Sentra Exec Discusses International Cybersecurity Perspectives
Former Israeli intelligence officer Asaf Kochan shares insights at RSA on like-minded forces aligning in the evolving threat landscape.
SAN FRANCISCO, RSA CONFERENCE -- Greater awareness of sensitive data and a call for cultural change within organizations to better support cybersecurity teams were some of the recommendations Asaf Kochan, Sentra's co-founder and president, offered in a conversation with InformationWeek here during the RSA Conference, a cybersecurity industry event underway in San Francisco.
Kochan previously served as commander of Unit 8200, an intelligence corps that specializes in cybersecurity within the Israeli Defense Force. He took some time out from the conference to discuss government responses to data collection, control, and privacy from a cybersecurity perspective, and how national cybersecurity strategies are being developed. The threat landscape, which is being populated by state-backed, bad actors and generative AI tools, seems primed to become even harder to navigate.
Given your background, what areas should organizations take a longer look at in cybersecurity?
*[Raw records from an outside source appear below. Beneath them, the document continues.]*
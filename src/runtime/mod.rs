//! Simulated parallel device runtime
//!
//! # Architecture
//!
//! ```text
//! Device (ordinal, DeviceConfig, rayon pool, allocation counter)
//! ├── Stream (in-order queue + worker thread, sticky last error)
//! │   └── launch(name, LaunchConfig, body) -> grid of blocks on the pool
//! └── current stream (target of every dispatch)
//! ```
//!
//! Kernels are closures invoked once per execution unit with a
//! [`ThreadIdx`]. Blocks of a grid run in parallel on the device pool; units
//! within a block run in order. Launches are asynchronous: errors surface
//! through [`Stream::check_last_error`] or a synchronization.

mod config;
mod device;
mod launch;
mod stream;

pub use config::{DeviceConfig, NATIVE_INDEX_MAX};
pub use device::Device;
pub use launch::{BLOCK_SIZE, LaunchConfig, THREAD_WORK_SIZE, ThreadIdx, VEC_SIZE};
pub use stream::{KernelBody, Stream};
Have the TikTok hearings brought anything to light about data security?
One simple kind of notion that I saw, again and again, is that bad actors are after sensitive data. It’s so simple, yet you see it again and again. Most organizations kind of try to protect everything. So, you have these particular data stores or places where you have your sensitive data. It might be customer data. It might be personal data. It might be financial data. It might be proprietary [intellectual property]. It might be source code.
At the end of the day, bad actors will get there, and they will chase your sensitive data. And most organizations -- basically their approach is not related to data. They will protect their perimeter; they will protect their network; they will protect their endpoint -- everything besides understanding where the sensitive data is. This is basically a thing I saw again, and again, and again.
This is kind of one fundamental notion. But in the global kind of context, the thing that you started with, is related to a major kind of clash, which is going on between the U.S. and China right now. This clash is about computational dominance, and this clash is from the very basic layer of manufacturing chips, which fuel the computer industry, design infrastructure, core networks, and cloud infrastructure up to the endpoints and to the devices.
Basically, whoever has access to the data can manipulate it, can use it, can bridge it. And the TikTok thing is about where the data sits. Who has access to the data?